YOUR OBJECTIVE
Up to and including the line that contains "pub mod quirks;", repeat each line of the data exactly, starting from the first.
---+---
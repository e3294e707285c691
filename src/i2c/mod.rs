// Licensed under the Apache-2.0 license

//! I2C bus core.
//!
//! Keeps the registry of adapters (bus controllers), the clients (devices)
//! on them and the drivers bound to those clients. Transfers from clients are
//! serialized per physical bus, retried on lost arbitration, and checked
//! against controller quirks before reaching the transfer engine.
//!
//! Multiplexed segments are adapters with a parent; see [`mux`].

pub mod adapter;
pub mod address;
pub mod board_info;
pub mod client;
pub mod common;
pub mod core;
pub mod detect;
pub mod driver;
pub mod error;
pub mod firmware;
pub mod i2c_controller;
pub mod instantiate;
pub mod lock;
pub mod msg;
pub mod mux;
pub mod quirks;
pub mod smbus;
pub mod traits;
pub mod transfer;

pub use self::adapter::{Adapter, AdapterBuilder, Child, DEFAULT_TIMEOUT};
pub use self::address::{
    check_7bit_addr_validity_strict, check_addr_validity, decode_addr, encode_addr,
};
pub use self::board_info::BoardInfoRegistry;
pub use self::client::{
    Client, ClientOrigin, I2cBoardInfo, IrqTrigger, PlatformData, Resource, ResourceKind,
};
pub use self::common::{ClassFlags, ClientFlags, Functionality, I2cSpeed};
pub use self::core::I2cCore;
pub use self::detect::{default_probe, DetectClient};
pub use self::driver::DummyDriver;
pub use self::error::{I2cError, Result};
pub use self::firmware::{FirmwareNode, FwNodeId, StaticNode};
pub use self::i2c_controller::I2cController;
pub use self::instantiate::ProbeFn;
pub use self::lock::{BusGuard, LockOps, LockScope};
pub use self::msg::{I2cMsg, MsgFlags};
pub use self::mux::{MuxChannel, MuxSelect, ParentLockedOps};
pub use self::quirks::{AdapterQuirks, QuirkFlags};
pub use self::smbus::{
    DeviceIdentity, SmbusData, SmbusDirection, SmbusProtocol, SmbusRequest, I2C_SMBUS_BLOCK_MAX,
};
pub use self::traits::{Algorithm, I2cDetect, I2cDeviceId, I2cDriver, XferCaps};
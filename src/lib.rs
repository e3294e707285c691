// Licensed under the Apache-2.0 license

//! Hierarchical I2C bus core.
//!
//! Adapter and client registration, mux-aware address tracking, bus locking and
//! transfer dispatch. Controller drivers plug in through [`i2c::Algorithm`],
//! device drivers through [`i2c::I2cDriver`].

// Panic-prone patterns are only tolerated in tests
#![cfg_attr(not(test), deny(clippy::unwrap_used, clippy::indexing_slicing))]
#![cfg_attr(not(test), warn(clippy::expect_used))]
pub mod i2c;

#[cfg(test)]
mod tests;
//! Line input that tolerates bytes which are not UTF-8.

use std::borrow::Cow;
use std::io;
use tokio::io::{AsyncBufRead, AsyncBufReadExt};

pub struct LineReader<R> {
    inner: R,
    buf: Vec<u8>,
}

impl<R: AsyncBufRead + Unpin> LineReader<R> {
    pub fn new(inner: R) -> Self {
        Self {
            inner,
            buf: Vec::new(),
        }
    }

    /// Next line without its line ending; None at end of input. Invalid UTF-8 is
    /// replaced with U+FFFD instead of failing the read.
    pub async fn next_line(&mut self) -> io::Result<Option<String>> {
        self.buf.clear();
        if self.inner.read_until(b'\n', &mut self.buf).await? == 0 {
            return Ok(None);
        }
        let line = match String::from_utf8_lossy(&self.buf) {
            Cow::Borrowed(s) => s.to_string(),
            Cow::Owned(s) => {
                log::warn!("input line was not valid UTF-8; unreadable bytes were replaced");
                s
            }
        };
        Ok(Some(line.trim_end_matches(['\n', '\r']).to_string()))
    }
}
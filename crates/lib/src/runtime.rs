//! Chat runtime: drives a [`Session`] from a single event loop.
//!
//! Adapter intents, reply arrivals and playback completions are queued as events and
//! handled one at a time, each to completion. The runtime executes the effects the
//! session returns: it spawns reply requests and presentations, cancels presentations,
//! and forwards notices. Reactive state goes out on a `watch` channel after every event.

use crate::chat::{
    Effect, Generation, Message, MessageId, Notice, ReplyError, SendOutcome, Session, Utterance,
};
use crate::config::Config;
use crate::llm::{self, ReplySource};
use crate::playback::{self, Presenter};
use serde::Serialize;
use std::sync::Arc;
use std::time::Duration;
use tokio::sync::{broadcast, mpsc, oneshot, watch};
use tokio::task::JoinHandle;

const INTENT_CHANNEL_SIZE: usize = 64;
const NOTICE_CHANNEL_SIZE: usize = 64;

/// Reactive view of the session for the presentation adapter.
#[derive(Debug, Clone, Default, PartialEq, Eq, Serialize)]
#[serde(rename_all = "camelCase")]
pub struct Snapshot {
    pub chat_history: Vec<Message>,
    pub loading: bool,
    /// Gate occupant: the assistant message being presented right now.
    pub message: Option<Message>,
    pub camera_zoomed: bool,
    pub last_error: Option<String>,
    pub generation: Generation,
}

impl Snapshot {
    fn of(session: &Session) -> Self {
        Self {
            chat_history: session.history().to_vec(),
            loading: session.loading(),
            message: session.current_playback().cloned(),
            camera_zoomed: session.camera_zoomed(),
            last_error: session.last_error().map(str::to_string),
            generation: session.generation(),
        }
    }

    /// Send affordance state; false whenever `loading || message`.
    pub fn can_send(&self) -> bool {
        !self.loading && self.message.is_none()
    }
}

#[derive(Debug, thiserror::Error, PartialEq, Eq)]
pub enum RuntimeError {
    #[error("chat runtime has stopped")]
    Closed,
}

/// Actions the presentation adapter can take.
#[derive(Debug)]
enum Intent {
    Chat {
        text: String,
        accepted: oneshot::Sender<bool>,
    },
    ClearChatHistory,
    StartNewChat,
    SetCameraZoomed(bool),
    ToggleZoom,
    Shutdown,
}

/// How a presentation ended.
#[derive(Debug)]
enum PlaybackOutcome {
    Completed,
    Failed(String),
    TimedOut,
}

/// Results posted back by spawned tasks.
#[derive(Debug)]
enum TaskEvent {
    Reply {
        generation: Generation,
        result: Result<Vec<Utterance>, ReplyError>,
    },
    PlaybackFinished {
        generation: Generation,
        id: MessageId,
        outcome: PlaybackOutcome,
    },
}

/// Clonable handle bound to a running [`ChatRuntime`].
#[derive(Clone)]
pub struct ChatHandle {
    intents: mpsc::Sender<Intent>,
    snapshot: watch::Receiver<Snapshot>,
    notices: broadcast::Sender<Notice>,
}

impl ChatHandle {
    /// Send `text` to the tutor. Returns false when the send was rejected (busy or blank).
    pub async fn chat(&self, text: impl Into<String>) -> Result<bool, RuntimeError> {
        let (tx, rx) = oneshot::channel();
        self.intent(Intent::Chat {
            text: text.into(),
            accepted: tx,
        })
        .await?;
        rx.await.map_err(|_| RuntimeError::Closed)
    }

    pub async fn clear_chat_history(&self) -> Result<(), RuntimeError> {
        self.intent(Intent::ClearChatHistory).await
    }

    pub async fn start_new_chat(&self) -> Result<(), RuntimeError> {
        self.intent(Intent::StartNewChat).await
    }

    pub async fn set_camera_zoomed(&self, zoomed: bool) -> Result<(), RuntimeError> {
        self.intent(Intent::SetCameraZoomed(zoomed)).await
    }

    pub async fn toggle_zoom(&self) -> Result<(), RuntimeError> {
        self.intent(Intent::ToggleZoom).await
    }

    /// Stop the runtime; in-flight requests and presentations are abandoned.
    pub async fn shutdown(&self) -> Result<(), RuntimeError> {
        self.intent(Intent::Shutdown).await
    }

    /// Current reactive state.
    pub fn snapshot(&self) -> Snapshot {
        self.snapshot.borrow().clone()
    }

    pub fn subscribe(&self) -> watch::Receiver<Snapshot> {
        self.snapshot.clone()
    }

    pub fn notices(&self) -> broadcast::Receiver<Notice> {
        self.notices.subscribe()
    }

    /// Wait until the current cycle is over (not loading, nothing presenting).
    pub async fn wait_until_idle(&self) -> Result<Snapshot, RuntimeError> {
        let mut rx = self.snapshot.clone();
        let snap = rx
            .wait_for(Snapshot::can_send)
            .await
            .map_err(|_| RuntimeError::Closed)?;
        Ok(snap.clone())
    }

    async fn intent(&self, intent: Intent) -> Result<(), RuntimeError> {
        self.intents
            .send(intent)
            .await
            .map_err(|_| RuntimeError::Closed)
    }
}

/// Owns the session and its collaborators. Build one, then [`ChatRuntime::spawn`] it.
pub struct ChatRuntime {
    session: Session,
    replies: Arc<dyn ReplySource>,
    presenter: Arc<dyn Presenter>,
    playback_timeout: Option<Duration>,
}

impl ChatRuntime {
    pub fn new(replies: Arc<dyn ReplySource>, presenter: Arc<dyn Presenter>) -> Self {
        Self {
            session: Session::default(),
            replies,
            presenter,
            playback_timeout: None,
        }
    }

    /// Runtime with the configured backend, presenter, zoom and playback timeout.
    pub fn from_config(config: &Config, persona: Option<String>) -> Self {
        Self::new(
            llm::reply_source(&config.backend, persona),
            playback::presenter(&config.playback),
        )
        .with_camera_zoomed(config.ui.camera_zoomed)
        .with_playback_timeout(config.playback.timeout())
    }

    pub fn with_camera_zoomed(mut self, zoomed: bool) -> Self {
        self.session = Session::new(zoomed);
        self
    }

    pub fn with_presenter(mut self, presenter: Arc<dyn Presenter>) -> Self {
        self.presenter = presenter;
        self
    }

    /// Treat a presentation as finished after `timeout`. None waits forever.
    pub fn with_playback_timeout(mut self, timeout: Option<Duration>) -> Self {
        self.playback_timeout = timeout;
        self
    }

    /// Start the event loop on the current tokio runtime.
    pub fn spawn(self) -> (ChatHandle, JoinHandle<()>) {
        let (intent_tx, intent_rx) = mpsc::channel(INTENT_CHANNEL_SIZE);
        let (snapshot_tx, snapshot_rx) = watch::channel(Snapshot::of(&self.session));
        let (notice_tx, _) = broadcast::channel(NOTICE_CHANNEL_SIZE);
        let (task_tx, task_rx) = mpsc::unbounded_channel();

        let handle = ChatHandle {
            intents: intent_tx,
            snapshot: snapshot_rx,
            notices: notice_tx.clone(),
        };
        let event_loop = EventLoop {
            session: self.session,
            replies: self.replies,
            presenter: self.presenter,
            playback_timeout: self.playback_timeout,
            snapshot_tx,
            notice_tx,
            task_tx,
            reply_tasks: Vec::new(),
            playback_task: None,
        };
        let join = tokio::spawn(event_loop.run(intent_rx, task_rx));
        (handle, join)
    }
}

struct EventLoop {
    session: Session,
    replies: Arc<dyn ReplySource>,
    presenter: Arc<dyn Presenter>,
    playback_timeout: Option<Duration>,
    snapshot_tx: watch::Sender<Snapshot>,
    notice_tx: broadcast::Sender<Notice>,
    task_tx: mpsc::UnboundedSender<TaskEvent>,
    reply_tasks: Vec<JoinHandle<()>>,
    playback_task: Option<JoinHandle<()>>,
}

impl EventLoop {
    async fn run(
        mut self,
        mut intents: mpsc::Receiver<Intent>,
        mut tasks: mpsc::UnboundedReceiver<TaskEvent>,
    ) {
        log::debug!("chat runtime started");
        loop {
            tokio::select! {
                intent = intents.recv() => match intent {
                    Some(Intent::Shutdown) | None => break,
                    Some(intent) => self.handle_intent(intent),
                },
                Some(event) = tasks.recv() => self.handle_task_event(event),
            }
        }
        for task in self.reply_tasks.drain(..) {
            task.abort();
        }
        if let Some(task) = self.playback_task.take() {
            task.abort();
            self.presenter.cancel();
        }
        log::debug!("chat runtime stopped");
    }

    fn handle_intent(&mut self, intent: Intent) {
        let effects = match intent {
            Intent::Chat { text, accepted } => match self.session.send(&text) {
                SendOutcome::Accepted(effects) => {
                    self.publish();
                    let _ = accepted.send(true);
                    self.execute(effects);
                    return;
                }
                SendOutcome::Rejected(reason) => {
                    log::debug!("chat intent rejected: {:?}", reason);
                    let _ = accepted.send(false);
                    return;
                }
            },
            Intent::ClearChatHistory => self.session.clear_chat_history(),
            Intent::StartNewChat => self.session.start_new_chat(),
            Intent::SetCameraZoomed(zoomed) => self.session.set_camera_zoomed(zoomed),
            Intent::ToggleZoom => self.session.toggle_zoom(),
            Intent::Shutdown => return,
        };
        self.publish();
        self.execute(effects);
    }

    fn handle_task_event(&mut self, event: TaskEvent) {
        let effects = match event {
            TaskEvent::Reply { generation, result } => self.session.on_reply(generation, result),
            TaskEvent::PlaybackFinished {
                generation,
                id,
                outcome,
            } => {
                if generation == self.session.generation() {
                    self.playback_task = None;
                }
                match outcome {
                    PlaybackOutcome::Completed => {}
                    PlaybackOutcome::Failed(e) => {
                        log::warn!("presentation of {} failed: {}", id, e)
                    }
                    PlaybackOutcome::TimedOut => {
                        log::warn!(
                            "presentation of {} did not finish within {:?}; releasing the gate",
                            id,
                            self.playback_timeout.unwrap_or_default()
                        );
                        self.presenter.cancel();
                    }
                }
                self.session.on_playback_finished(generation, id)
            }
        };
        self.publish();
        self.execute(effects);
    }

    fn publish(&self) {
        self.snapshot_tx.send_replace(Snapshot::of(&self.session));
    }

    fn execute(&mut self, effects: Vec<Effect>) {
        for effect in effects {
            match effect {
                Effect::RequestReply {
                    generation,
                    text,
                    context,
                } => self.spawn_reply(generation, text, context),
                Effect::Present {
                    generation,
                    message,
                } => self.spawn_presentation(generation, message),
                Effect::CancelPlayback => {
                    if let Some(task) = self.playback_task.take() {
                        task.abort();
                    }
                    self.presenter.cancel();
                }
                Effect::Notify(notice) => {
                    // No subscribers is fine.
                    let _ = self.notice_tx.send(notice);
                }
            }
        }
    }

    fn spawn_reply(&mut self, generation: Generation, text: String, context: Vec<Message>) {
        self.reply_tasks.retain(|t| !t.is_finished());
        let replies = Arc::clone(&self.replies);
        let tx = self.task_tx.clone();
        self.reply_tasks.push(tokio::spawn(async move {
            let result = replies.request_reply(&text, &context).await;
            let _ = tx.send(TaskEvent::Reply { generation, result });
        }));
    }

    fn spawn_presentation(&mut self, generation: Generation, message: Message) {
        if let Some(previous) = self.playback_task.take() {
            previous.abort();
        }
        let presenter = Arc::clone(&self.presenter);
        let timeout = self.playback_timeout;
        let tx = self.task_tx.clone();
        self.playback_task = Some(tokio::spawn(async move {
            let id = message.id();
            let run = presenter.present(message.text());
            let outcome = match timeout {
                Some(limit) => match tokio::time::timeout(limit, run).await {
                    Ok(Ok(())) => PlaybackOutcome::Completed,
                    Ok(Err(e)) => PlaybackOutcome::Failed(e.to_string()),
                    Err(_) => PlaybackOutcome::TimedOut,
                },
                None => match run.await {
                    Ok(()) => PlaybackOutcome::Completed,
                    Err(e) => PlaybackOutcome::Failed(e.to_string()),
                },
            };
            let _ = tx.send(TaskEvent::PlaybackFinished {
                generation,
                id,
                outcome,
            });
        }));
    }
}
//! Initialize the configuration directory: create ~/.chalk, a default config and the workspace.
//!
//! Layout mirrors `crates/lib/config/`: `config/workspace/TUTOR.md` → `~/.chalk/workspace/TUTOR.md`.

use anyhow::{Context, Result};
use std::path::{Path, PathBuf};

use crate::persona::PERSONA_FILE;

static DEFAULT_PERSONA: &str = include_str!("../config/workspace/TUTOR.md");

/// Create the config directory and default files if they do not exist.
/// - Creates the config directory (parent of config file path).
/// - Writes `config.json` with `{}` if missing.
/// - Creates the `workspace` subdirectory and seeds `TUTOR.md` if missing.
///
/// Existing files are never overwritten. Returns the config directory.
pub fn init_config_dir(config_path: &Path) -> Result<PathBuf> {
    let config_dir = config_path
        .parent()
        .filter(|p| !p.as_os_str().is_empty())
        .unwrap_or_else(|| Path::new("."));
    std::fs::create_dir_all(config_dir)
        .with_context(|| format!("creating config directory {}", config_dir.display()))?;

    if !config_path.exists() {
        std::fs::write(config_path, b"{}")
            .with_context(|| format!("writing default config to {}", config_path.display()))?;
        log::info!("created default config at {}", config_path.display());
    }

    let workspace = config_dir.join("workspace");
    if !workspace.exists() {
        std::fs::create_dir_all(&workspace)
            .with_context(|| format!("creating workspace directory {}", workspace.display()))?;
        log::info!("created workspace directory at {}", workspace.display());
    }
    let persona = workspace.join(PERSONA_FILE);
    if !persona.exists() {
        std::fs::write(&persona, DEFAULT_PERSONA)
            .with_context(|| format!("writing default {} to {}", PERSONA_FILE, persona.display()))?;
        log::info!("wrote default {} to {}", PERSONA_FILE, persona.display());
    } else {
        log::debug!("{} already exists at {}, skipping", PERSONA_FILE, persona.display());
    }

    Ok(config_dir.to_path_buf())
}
---+---
THE ANSWER
repository e3294e707285c691
filename src/i2c/mod.rs
// Licensed under the Apache-2.0 license

//! I2C bus core.
//!
//! Keeps the registry of adapters (bus controllers), the clients (devices)
//! on them and the drivers bound to those clients. Transfers from clients are
//! serialized per physical bus, retried on lost arbitration, and checked
//! against controller quirks before reaching the transfer engine.
//!
//! Multiplexed segments are adapters with a parent; see [`mux`].

pub mod adapter;
pub mod address;
pub mod board_info;
pub mod client;
pub mod common;
pub mod core;
pub mod detect;
pub mod driver;
pub mod error;
pub mod firmware;
pub mod i2c_controller;
pub mod instantiate;
pub mod lock;
pub mod msg;
pub mod mux;
pub mod quirks;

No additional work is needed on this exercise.